Despite being technically shut down, the Treasury department issued 274 pages of final regulations earlier this month relating to the deduction related to “Qualified Business Income” or QBI. The QBI deduction was created when the Tax Cuts and Jobs Act (TCJA) was passed in December of 2017.
On the surface, the deduction is simple. It’s equal to the QBI included in an individual’s taxable income times 20%. But of course, few things are simple when it comes to tax law. For higher income taxpayers, the definition of QBI and limitations on the allowable deduction make the issue more complex. Certain service businesses such as doctors and attorneys (and alas, accountants) are not considered qualified businesses for these taxpayers. In addition, a limitation based on wages paid and/or property owned by the business left many questions about how these amounts would be determined. There were also questions regarding what constitutes a qualified business in general, and when businesses can or must be combined and when they can or must be separated.
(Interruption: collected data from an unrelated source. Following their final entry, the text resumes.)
//! The structured extraction result for one raw report.
//!
//! A `ScoreSet` is faithful transcription, not grading: a criterion the
//! report never mentioned is absent from the map (never defaulted to zero),
//! and out-of-range values are carried as written. The only place absence
//! collapses to zero is [`ScoreSet::passed_threshold`], which derives the
//! pass/fail boolean.

use std::collections::BTreeMap;

use crate::criteria::Criterion;
use crate::stamp::ContentHash;

/// The fixed overall-percentage bar for pass/fail derivation.
pub const PASS_THRESHOLD_PERCENT: u32 = 95;

/// Per-criterion scores plus the overall percentage and content fingerprint.
#[derive(Debug, Clone, PartialEq)]
pub struct ScoreSet {
    /// Per-criterion decimal scores. Absent criterion ⇒ absent key.
    pub criteria: BTreeMap<Criterion, f64>,
    /// Overall percentage as stated by the report, if stated.
    pub overall_percentage: Option<u32>,
    /// Integrity stamp of the raw text this set was extracted from.
    pub response_hash: ContentHash,
}

impl ScoreSet {
    /// An empty score set for the given source fingerprint.
    #[must_use]
    pub fn new(response_hash: ContentHash) -> Self {
        Self {
            criteria: BTreeMap::new(),
            overall_percentage: None,
            response_hash,
        }
    }

    /// The score for one criterion, if the report stated one.
    #[must_use]
    pub fn score(&self, criterion: Criterion) -> Option<f64> {
        self.criteria.get(&criterion).copied()
    }

    /// True iff the stated overall percentage meets [`PASS_THRESHOLD_PERCENT`].
    ///
    /// An absent percentage is treated as 0 here (and only here): a report
    /// that never stated an overall score cannot have passed.
    #[must_use]
    pub fn passed_threshold(&self) -> bool {
        self.overall_percentage.unwrap_or(0) >= PASS_THRESHOLD_PERCENT
    }

    /// True iff no criterion scores and no overall percentage were found.
    #[must_use]
    pub fn is_empty(&self) -> bool {
        self.criteria.is_empty() && self.overall_percentage.is_none()
    }

    /// JSON projection: flat object with stable criterion keys,
    /// `overall_percentage` (omitted when absent), and `response_hash`.
    #[must_use]
    pub fn to_json(&self) -> serde_json::Value {
        let mut obj = serde_json::Map::new();
        for (criterion, score) in &self.criteria {
            obj.insert(criterion.key().to_string(), serde_json::json!(score));
        }
        if let Some(pct) = self.overall_percentage {
            obj.insert("overall_percentage".to_string(), serde_json::json!(pct));
        }
        obj.insert(
            "response_hash".to_string(),
            serde_json::json!(self.response_hash.as_str()),
        );
        serde_json::Value::Object(obj)
    }

    /// Rebuild a score set from its JSON projection.
    ///
    /// Fail-closed: a present-but-mistyped field is an error, never silently
    /// skipped. Unknown keys are ignored (they belong to future producers,
    /// not to us).
    ///
    /// # Errors
    ///
    /// Returns [`ScoreSetParseError`] if `response_hash` is missing or
    /// malformed, a criterion value is not a number, or
    /// `overall_percentage` is not an integer in `u32` range.
    pub fn from_json(value: &serde_json::Value) -> Result<Self, ScoreSetParseError> {
        let hash_str = value
            .get("response_hash")
            .and_then(serde_json::Value::as_str)
            .ok_or(ScoreSetParseError::MissingResponseHash)?;
        let response_hash =
            ContentHash::parse(hash_str).ok_or_else(|| ScoreSetParseError::InvalidField {
                field: "response_hash",
                detail: format!("not an algorithm:hex digest: {hash_str}"),
            })?;

        let mut criteria = BTreeMap::new();
        for criterion in Criterion::ALL {
            if let Some(raw) = value.get(criterion.key()) {
                let score =
                    raw.as_f64()
                        .ok_or_else(|| ScoreSetParseError::InvalidField {
                            field: criterion.key(),
                            detail: format!("not a number: {raw}"),
                        })?;
                criteria.insert(criterion, score);
            }
        }

        let overall_percentage = match value.get("overall_percentage") {
            None => None,
            Some(raw) => {
                let pct = raw
                    .as_u64()
                    .and_then(|n| u32::try_from(n).ok())
                    .ok_or_else(|| ScoreSetParseError::InvalidField {
                        field: "overall_percentage",
                        detail: format!("not a u32 integer: {raw}"),
                    })?;
                Some(pct)
            }
        };

        Ok(Self {
            criteria,
            overall_percentage,
            response_hash,
        })
    }
}

/// Typed failure for `ScoreSet` JSON parsing.
#[derive(Debug, Clone, PartialEq, Eq)]
pub enum ScoreSetParseError {
    /// The `response_hash` field is missing or not a string.
    MissingResponseHash,
    /// A known field is present but has the wrong shape.
    InvalidField {
        /// Stable key of the offending field.
        field: &'static str,
        /// What was found instead.
        detail: String,
    },
}

impl std::fmt::Display for ScoreSetParseError {
    fn fmt(&self, f: &mut std::fmt::Formatter<'_>) -> std::fmt::Result {
        match self {
            Self::MissingResponseHash => write!(f, "missing response_hash"),
            Self::InvalidField { field, detail } => {
                write!(f, "invalid field {field}: {detail}")
            }
        }
    }
}

impl std::error::Error for ScoreSetParseError {}
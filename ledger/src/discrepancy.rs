//! Discrepancy checking: does a claimed score match the verified one?
//!
//! Strict equality, no tolerance band. The point is to catch any divergence
//! between a claim and the ledger's derived truth, including rounding games.

use crate::store::VerifiedScoreStore;

/// The outcome of checking one claim against the store.
#[derive(Debug, Clone, PartialEq, Eq)]
pub struct ClaimVerdict {
    /// True iff the claim exactly matches the latest verified percentage.
    pub truthful: bool,
    /// Human-readable explanation of the verdict.
    pub explanation: String,
}

/// Check a claimed overall percentage against the latest verified score.
///
/// A phase with no verified record yields a non-truthful verdict (a claim
/// about an unverified phase cannot be confirmed); an absent verified
/// percentage compares as 0.
#[must_use]
pub fn check_claim(
    store: &VerifiedScoreStore,
    claimed_percentage: u32,
    phase: &str,
) -> ClaimVerdict {
    let Some(latest) = store.latest(phase) else {
        return ClaimVerdict {
            truthful: false,
            explanation: format!("no verified score found for {phase}"),
        };
    };

    let actual = latest.scores.overall_percentage.unwrap_or(0);
    if claimed_percentage != actual {
        return ClaimVerdict {
            truthful: false,
            explanation: format!("claimed {claimed_percentage}% but actual is {actual}%"),
        };
    }

    ClaimVerdict {
        truthful: true,
        explanation: "score verified as accurate".to_string(),
    }
}
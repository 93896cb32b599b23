//! Durable document storage: atomic JSON artifact read/write.
//!
//! # Artifact layout (per storage directory)
//!
//! ```text
//! <dir>/
//!   audit-log.json        — {"entries": [AuditEntry, ...]} in append order
//!   verified-scores.json  — phase → "attempt_<N>" → {scores, timestamp, passed}
//! ```
//!
//! Both documents are rewritten in full on every mutation. Writes go
//! through a temp file + rename so a failed write leaves the previous
//! persisted state intact; a partially written document would corrupt the
//! audit trail.
//!
//! # Fail-closed semantics
//!
//! - Absent file → empty state (a fresh directory is legitimate)
//! - Unreadable file → error
//! - Invalid JSON → error
//! - Structurally wrong document → error, no silent repair

use std::path::Path;

/// Filename of the append-only audit log document.
pub const AUDIT_LOG_FILENAME: &str = "audit-log.json";

/// Filename of the verified score store document.
pub const VERIFIED_SCORES_FILENAME: &str = "verified-scores.json";

/// Error writing a persisted document.
#[derive(Debug, Clone, PartialEq, Eq)]
pub enum StoreWriteError {
    /// I/O error during write.
    Io {
        /// Path of the document being written.
        path: String,
        /// Underlying cause.
        detail: String,
    },
    /// JSON serialization failed.
    Serialize {
        /// Underlying cause.
        detail: String,
    },
}

impl std::fmt::Display for StoreWriteError {
    fn fmt(&self, f: &mut std::fmt::Formatter<'_>) -> std::fmt::Result {
        match self {
            Self::Io { path, detail } => write!(f, "I/O error writing {path}: {detail}"),
            Self::Serialize { detail } => write!(f, "serialization error: {detail}"),
        }
    }
}

impl std::error::Error for StoreWriteError {}

/// Error reading a persisted document.
#[derive(Debug, Clone, PartialEq, Eq)]
pub enum StoreReadError {
    /// I/O error during read.
    Io {
        /// Path of the document being read.
        path: String,
        /// Underlying cause.
        detail: String,
    },
    /// The file is not valid JSON.
    Parse {
        /// Path of the document being read.
        path: String,
        /// Underlying cause.
        detail: String,
    },
    /// The document is valid JSON with the wrong structure.
    MalformedDocument {
        /// What was wrong.
        detail: String,
    },
}

impl std::fmt::Display for StoreReadError {
    fn fmt(&self, f: &mut std::fmt::Formatter<'_>) -> std::fmt::Result {
        match self {
            Self::Io { path, detail } => write!(f, "I/O error reading {path}: {detail}"),
            Self::Parse { path, detail } => write!(f, "parse error in {path}: {detail}"),
            Self::MalformedDocument { detail } => write!(f, "malformed document: {detail}"),
        }
    }
}

impl std::error::Error for StoreReadError {}

/// Write a JSON document to `path` via temp file + rename.
///
/// Pretty-printed so operators can read the artifacts directly. The rename
/// gives best-effort atomicity on Unix: the write either fully succeeds or
/// leaves the previous file untouched.
///
/// # Errors
///
/// Returns [`StoreWriteError`] on serialization or I/O failure.
pub fn write_json_atomic(path: &Path, document: &serde_json::Value) -> Result<(), StoreWriteError> {
    let mut bytes =
        serde_json::to_vec_pretty(document).map_err(|e| StoreWriteError::Serialize {
            detail: format!("{e}"),
        })?;
    bytes.push(b'\n');

    let dir = path.parent().ok_or_else(|| StoreWriteError::Io {
        path: path.display().to_string(),
        detail: "no parent directory".to_string(),
    })?;

    // Write to a temp file in the same directory, then rename.
    let temp_name = format!(
        ".tmp_{}",
        path.file_name().unwrap_or_default().to_string_lossy()
    );
    let temp_path = dir.join(temp_name);

    std::fs::write(&temp_path, &bytes).map_err(|e| StoreWriteError::Io {
        path: temp_path.display().to_string(),
        detail: format!("write: {e}"),
    })?;

    std::fs::rename(&temp_path, path).map_err(|e| StoreWriteError::Io {
        path: path.display().to_string(),
        detail: format!("rename from {}: {e}", temp_path.display()),
    })?;

    Ok(())
}

/// Read a JSON document from `path`, or `None` if the file does not exist.
///
/// # Errors
///
/// Returns [`StoreReadError::Io`] if the file exists but cannot be read,
/// [`StoreReadError::Parse`] if it is not valid JSON.
pub fn read_json_optional(path: &Path) -> Result<Option<serde_json::Value>, StoreReadError> {
    let bytes = match std::fs::read(path) {
        Ok(bytes) => bytes,
        Err(e) if e.kind() == std::io::ErrorKind::NotFound => return Ok(None),
        Err(e) => {
            return Err(StoreReadError::Io {
                path: path.display().to_string(),
                detail: format!("{e}"),
            });
        }
    };

    let value = serde_json::from_slice(&bytes).map_err(|e| StoreReadError::Parse {
        path: path.display().to_string(),
        detail: format!("{e}"),
    })?;

    Ok(Some(value))
}
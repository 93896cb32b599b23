//! Shared helpers for assay benchmark suites.

#![forbid(unsafe_code)]
#![deny(clippy::all)]
#![warn(clippy::pedantic)]

use std::fmt::Write;

/// Build a synthetic review report: `paragraphs` of filler prose with the
/// score statements buried at the end, the way real reports state them.
#[must_use]
pub fn synthetic_report(paragraphs: usize) -> String {
    let mut report = String::new();
    for i in 0..paragraphs {
        let _ = writeln!(
            report,
            "Paragraph {i}: the reviewer examines module boundaries, input \
             validation, and error propagation, and finds the usual mix of \
             solid decisions and loose ends worth a follow-up pass.\n"
        );
    }
    report.push_str(
        "Security score: 8/10\n\
         Architecture score: 7.5/10\n\
         Code Quality score: 8/10\n\
         Completeness score: 9/10\n\
         Overall score: 82%\n",
    );
    report
}
//! The closed vocabulary of tracked review criteria.
//!
//! Reports may say anything; the extractor only ever looks for these four
//! criteria. Each criterion has a stable snake_case key used in persisted
//! JSON and a human-facing label used to build the pattern templates.
//! Adding a criterion is a single change here: `ALL`, `key()`, `label()`,
//! and `from_key()` all dispatch over the same variant list.

/// A tracked review criterion.
#[derive(Debug, Clone, Copy, PartialEq, Eq, Hash, PartialOrd, Ord)]
pub enum Criterion {
    /// Security posture of the reviewed change.
    Security,
    /// Architectural soundness.
    Architecture,
    /// Code quality (style, clarity, maintainability).
    CodeQuality,
    /// Completeness of the delivered work.
    Completeness,
}

impl Criterion {
    /// All criteria in declaration order.
    ///
    /// This order is the iteration order for extraction and for JSON
    /// projections (via `BTreeMap` keyed on the enum's `Ord`).
    pub const ALL: [Criterion; 4] = [
        Self::Security,
        Self::Architecture,
        Self::CodeQuality,
        Self::Completeness,
    ];

    /// Stable snake_case key used in persisted documents.
    #[must_use]
    pub const fn key(self) -> &'static str {
        match self {
            Self::Security => "security",
            Self::Architecture => "architecture",
            Self::CodeQuality => "code_quality",
            Self::Completeness => "completeness",
        }
    }

    /// Human-facing label as it appears in report text (e.g. `"Code Quality"`).
    ///
    /// Multi-word labels are single-space separated here; the extractor
    /// widens internal whitespace when building its patterns.
    #[must_use]
    pub const fn label(self) -> &'static str {
        match self {
            Self::Security => "Security",
            Self::Architecture => "Architecture",
            Self::CodeQuality => "Code Quality",
            Self::Completeness => "Completeness",
        }
    }

    /// Parse a stable key back into a criterion.
    ///
    /// Returns `None` for unrecognized keys.
    #[must_use]
    pub fn from_key(key: &str) -> Option<Self> {
        Self::ALL.into_iter().find(|c| c.key() == key)
    }
}

impl std::fmt::Display for Criterion {
    fn fmt(&self, f: &mut std::fmt::Formatter<'_>) -> std::fmt::Result {
        f.write_str(self.key())
    }
}
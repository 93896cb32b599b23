//! Cross-process determinism lock.
//!
//! Spawns the `ledger_fixture` binary under several environment variants
//! (different cwd, locale overrides) and asserts that all runs produce
//! identical output, including the SHA-256 of the persisted audit log and
//! of the rendered truth report. This proves that verification results are
//! not influenced by process-level state.

use std::process::Command;

/// Resolve the path to the compiled fixture binary.
///
/// `cargo test` puts test binaries in `target/debug/` (or the profile dir).
/// The `ledger_fixture` binary lives alongside them.
fn binary_path() -> String {
    let mut path = std::env::current_exe()
        .expect("can resolve test binary path")
        .parent()
        .expect("binary dir exists")
        .parent()
        .expect("deps parent exists")
        .to_path_buf();
    path.push("ledger_fixture");
    path.to_string_lossy().to_string()
}

/// Run the fixture into a fresh storage dir with the given cwd and
/// environment overrides. Returns stdout as a string.
fn run_variant(work_dir: &std::path::Path, env_overrides: &[(&str, &str)]) -> String {
    let storage = tempfile::tempdir().expect("create storage dir");

    let mut command = Command::new(binary_path());
    command.arg(storage.path()).current_dir(work_dir);

    // Clear locale-related env to establish baseline, then apply overrides.
    command
        .env_remove("LC_ALL")
        .env_remove("LC_COLLATE")
        .env_remove("LANG")
        .env_remove("LANGUAGE");
    for &(key, val) in env_overrides {
        command.env(key, val);
    }

    let output = command.output().expect("fixture binary runs");
    assert!(
        output.status.success(),
        "fixture failed: {}",
        String::from_utf8_lossy(&output.stderr)
    );
    String::from_utf8(output.stdout).expect("fixture output is UTF-8")
}

#[test]
fn fixture_output_is_identical_across_environments() {
    let cwd_a = tempfile::tempdir().unwrap();
    let cwd_b = tempfile::tempdir().unwrap();

    let baseline = run_variant(cwd_a.path(), &[]);
    let other_cwd = run_variant(cwd_b.path(), &[]);
    let turkish_locale = run_variant(cwd_a.path(), &[("LC_ALL", "tr_TR.UTF-8")]);
    let c_locale = run_variant(cwd_b.path(), &[("LANG", "C"), ("TZ", "America/New_York")]);

    assert_eq!(baseline, other_cwd, "cwd must not influence output");
    assert_eq!(baseline, turkish_locale, "locale must not influence output");
    assert_eq!(baseline, c_locale, "TZ must not influence output");
}

#[test]
fn fixture_output_reflects_replayed_history() {
    let cwd = tempfile::tempdir().unwrap();
    let out = run_variant(cwd.path(), &[]);

    assert!(out.contains("entry_count=4"), "unexpected output: {out}");
    assert!(out.contains("latest_phase1=96"), "max attempt wins: {out}");
    assert!(out.contains("claim_check=claimed 92% but actual is 96%"));
    assert!(out.contains("response_hash=sha256:"));
}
For example, the regulations give guidance as to when the activity of renting property can or cannot be considered a qualified business. Many of these issues were addressed in proposed regulations issued back in August of 2018. The final regulations contain several differences from the proposed regulations, and unfortunately still leave some questions unanswered.
There may be some surprises for taxpayers that assumed they would be eligible for the 20% deduction when they get around to filing their 2018 tax returns. There might also be some more pleasant surprises, but one thing is for certain it’s going to be an interesting year for tax preparers.